● **Exercise requirements**: Read the listing below and copy out every line that holds "actual".

● **Information supplied**:
↓

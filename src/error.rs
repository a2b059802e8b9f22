// 🚨 Error Types - typed failures for the entitlement core
//
// Library code returns these; the CLI wraps them in anyhow with context.
// Nothing here is process-fatal: every variant is recoverable by the caller.

use thiserror::Error;

pub type Result<T> = std::result::Result<T, EntitlementError>;

// ============================================================================
// RANK LADDER
// ============================================================================

#[derive(Debug, Error)]
pub enum LadderError {
    #[error("rank ladder must start with a floor tier at threshold 0 (found {found})")]
    MissingFloor { found: i64 },

    #[error("tier {tier:?} threshold {threshold} is not above previous threshold {previous}")]
    NonIncreasing {
        tier: String,
        threshold: i64,
        previous: i64,
    },

    #[error("duplicate tier id {0:?}")]
    DuplicateTier(String),
}

// ============================================================================
// DEFINITION CATALOG
// ============================================================================

#[derive(Debug, Error)]
pub enum CatalogError {
    #[error("no static skill definition for code {code:?}")]
    NotFound { code: String },

    #[error("failed to parse static skill catalog")]
    Parse(#[source] serde_json::Error),

    #[error("unknown catalog value {0:?}")]
    UnknownValue(String),
}

// ============================================================================
// PLAYER STORE
// ============================================================================

#[derive(Debug, Error)]
pub enum StoreError {
    #[error("player {0} not found")]
    PlayerNotFound(String),

    #[error("version conflict for player {id}: expected {expected}, stored {actual}")]
    VersionConflict { id: String, expected: i64, actual: i64 },

    #[error("player {0} already exists")]
    DuplicatePlayer(String),

    #[error(transparent)]
    Sqlite(#[from] rusqlite::Error),

    #[error("failed to (de)serialize stored document")]
    Serialization(#[from] serde_json::Error),

    #[error("invalid value {value:?} in column {column}")]
    InvalidColumn { column: &'static str, value: String },

    #[error("store lock poisoned")]
    Poisoned,
}

impl StoreError {
    pub fn is_conflict(&self) -> bool {
        matches!(self, StoreError::VersionConflict { .. })
    }
}

// ============================================================================
// TOP-LEVEL
// ============================================================================

#[derive(Debug, Error)]
pub enum EntitlementError {
    #[error(transparent)]
    Store(#[from] StoreError),

    #[error(transparent)]
    Catalog(#[from] CatalogError),

    #[error(transparent)]
    Ladder(#[from] LadderError),

    #[error("gave up writing player {player_id} after {attempts} conflicting attempts")]
    RetriesExhausted { player_id: String, attempts: u32 },

    #[error("sweep worker join failed")]
    WorkerJoin(#[source] tokio::task::JoinError),
}
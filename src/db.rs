// 🗄️ SQLite Store - players, operator catalog, audit trail
//
// Player aggregates are stored one row per player. Nested lists (roles,
// inventory, buffs) are JSON text columns so the whole aggregate is written in
// a single UPDATE guarded by its version:
//
//   UPDATE players SET ... , version = version + 1
//   WHERE id = ? AND version = ?
//
// Zero rows touched means someone else wrote first (or the player is gone).

use crate::catalog::{Diagnostic, DynamicDefinition, OverrideSet, ResetPeriod, SkillKind};
use crate::error::StoreError;
use crate::player::PlayerAggregate;
use crate::repository::{next_persisted, PlayerRepository, StoreResult};
use chrono::{DateTime, Utc};
use rusqlite::types::Value;
use rusqlite::{params, Connection, ErrorCode, OptionalExtension, Row};
use serde::{Deserialize, Serialize};
use std::path::Path;
use std::str::FromStr;
use std::sync::{Mutex, MutexGuard};
use std::time::Duration;
use tracing::{debug, info};

/// Event for audit trail: every grant, reconcile and recharge leaves one
#[derive(Debug, Serialize, Deserialize, Clone)]
pub struct Event {
    pub event_id: String,
    pub timestamp: DateTime<Utc>,
    pub event_type: String,
    pub entity_type: String,
    pub entity_id: String,
    pub data: serde_json::Value,
    pub actor: String,
}

impl Event {
    pub fn new(
        event_type: &str,
        entity_type: &str,
        entity_id: &str,
        data: serde_json::Value,
        actor: &str,
    ) -> Self {
        Self {
            event_id: uuid::Uuid::new_v4().to_string(),
            timestamp: Utc::now(),
            event_type: event_type.to_string(),
            entity_type: entity_type.to_string(),
            entity_id: entity_id.to_string(),
            data,
            actor: actor.to_string(),
        }
    }

    /// Shorthand for events about a player
    pub fn for_player(event_type: &str, player_id: &str, data: serde_json::Value, actor: &str) -> Self {
        Event::new(event_type, "player", player_id, data, actor)
    }
}

pub fn setup_database(conn: &Connection) -> StoreResult<()> {
    // WAL so the sweep and interactive writers do not block each other's reads
    conn.pragma_update(None, "journal_mode", "WAL")?;
    conn.busy_timeout(Duration::from_secs(5))?;

    conn.execute(
        "CREATE TABLE IF NOT EXISTS players (
            id TEXT PRIMARY KEY,
            display_name TEXT NOT NULL,
            lifetime_high_score INTEGER NOT NULL DEFAULT 0,
            current_balance INTEGER NOT NULL DEFAULT 0,
            roles TEXT NOT NULL DEFAULT '[]',
            inventory TEXT NOT NULL DEFAULT '[]',
            active_buffs TEXT NOT NULL DEFAULT '[]',
            version INTEGER NOT NULL DEFAULT 1,
            created_at TEXT NOT NULL,
            updated_at TEXT NOT NULL
        )",
        [],
    )?;

    // Operator overrides, joined to static definitions by name
    conn.execute(
        "CREATE TABLE IF NOT EXISTS dynamic_definitions (
            name TEXT PRIMARY KEY,
            description TEXT,
            image TEXT,
            kind TEXT,
            max_uses INTEGER,
            reset_period TEXT,
            updated_at TEXT
        )",
        [],
    )?;

    conn.execute(
        "CREATE TABLE IF NOT EXISTS events (
            id INTEGER PRIMARY KEY AUTOINCREMENT,
            event_id TEXT UNIQUE NOT NULL,
            timestamp TEXT NOT NULL,
            event_type TEXT NOT NULL,
            entity_type TEXT NOT NULL,
            entity_id TEXT NOT NULL,
            data TEXT NOT NULL,
            actor TEXT NOT NULL,
            created_at DATETIME DEFAULT CURRENT_TIMESTAMP
        )",
        [],
    )?;

    conn.execute(
        "CREATE INDEX IF NOT EXISTS idx_players_score ON players(lifetime_high_score)",
        [],
    )?;

    conn.execute(
        "CREATE INDEX IF NOT EXISTS idx_events_entity ON events(entity_type, entity_id)",
        [],
    )?;

    conn.execute(
        "CREATE INDEX IF NOT EXISTS idx_events_timestamp ON events(timestamp)",
        [],
    )?;

    Ok(())
}

// ============================================================================
// EVENTS
// ============================================================================

/// Insert event into audit trail
pub fn insert_event(conn: &Connection, event: &Event) -> StoreResult<()> {
    let data_json = serde_json::to_string(&event.data)?;

    conn.execute(
        "INSERT INTO events (
            event_id, timestamp, event_type, entity_type, entity_id, data, actor
        ) VALUES (?1, ?2, ?3, ?4, ?5, ?6, ?7)",
        params![
            event.event_id,
            event.timestamp.to_rfc3339(),
            event.event_type,
            event.entity_type,
            event.entity_id,
            data_json,
            event.actor,
        ],
    )?;

    Ok(())
}

/// Get events for a specific entity, newest first
pub fn get_events_for_entity(
    conn: &Connection,
    entity_type: &str,
    entity_id: &str,
) -> StoreResult<Vec<Event>> {
    let mut stmt = conn.prepare(
        "SELECT event_id, timestamp, event_type, entity_type, entity_id, data, actor
         FROM events
         WHERE entity_type = ?1 AND entity_id = ?2
         ORDER BY timestamp DESC, id DESC",
    )?;

    let rows = stmt
        .query_map(params![entity_type, entity_id], |row| {
            Ok((
                row.get::<_, String>(0)?,
                row.get::<_, String>(1)?,
                row.get::<_, String>(2)?,
                row.get::<_, String>(3)?,
                row.get::<_, String>(4)?,
                row.get::<_, String>(5)?,
                row.get::<_, String>(6)?,
            ))
        })?
        .collect::<Result<Vec<_>, _>>()?;

    rows.into_iter()
        .map(
            |(event_id, timestamp, event_type, entity_type, entity_id, data, actor)| {
                Ok(Event {
                    event_id,
                    timestamp: parse_timestamp("timestamp", &timestamp)?,
                    event_type,
                    entity_type,
                    entity_id,
                    data: serde_json::from_str(&data)?,
                    actor,
                })
            },
        )
        .collect()
}

// ============================================================================
// ROW DECODING
// ============================================================================

fn parse_timestamp(column: &'static str, value: &str) -> StoreResult<DateTime<Utc>> {
    DateTime::parse_from_rfc3339(value)
        .map(|dt| dt.with_timezone(&Utc))
        .map_err(|_| StoreError::InvalidColumn {
            column,
            value: value.to_string(),
        })
}

fn parse_column<T: FromStr>(column: &'static str, value: Option<String>) -> StoreResult<Option<T>> {
    match value {
        None => Ok(None),
        Some(raw) if raw.trim().is_empty() => Ok(None),
        Some(raw) => raw
            .parse::<T>()
            .map(Some)
            .map_err(|_| StoreError::InvalidColumn { column, value: raw }),
    }
}

/// Raw `players` row, before the JSON columns are decoded
struct PlayerRow {
    id: String,
    display_name: String,
    lifetime_high_score: i64,
    current_balance: i64,
    roles: String,
    inventory: String,
    active_buffs: String,
    version: i64,
    created_at: String,
    updated_at: String,
}

const PLAYER_COLUMNS: &str = "id, display_name, lifetime_high_score, current_balance,
     roles, inventory, active_buffs, version, created_at, updated_at";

↑

● **Written response**:
    #[error("version conflict for player {id}: expected {expected}, stored {actual}")]
    VersionConflict { id: String, expected: i64, actual: i64 },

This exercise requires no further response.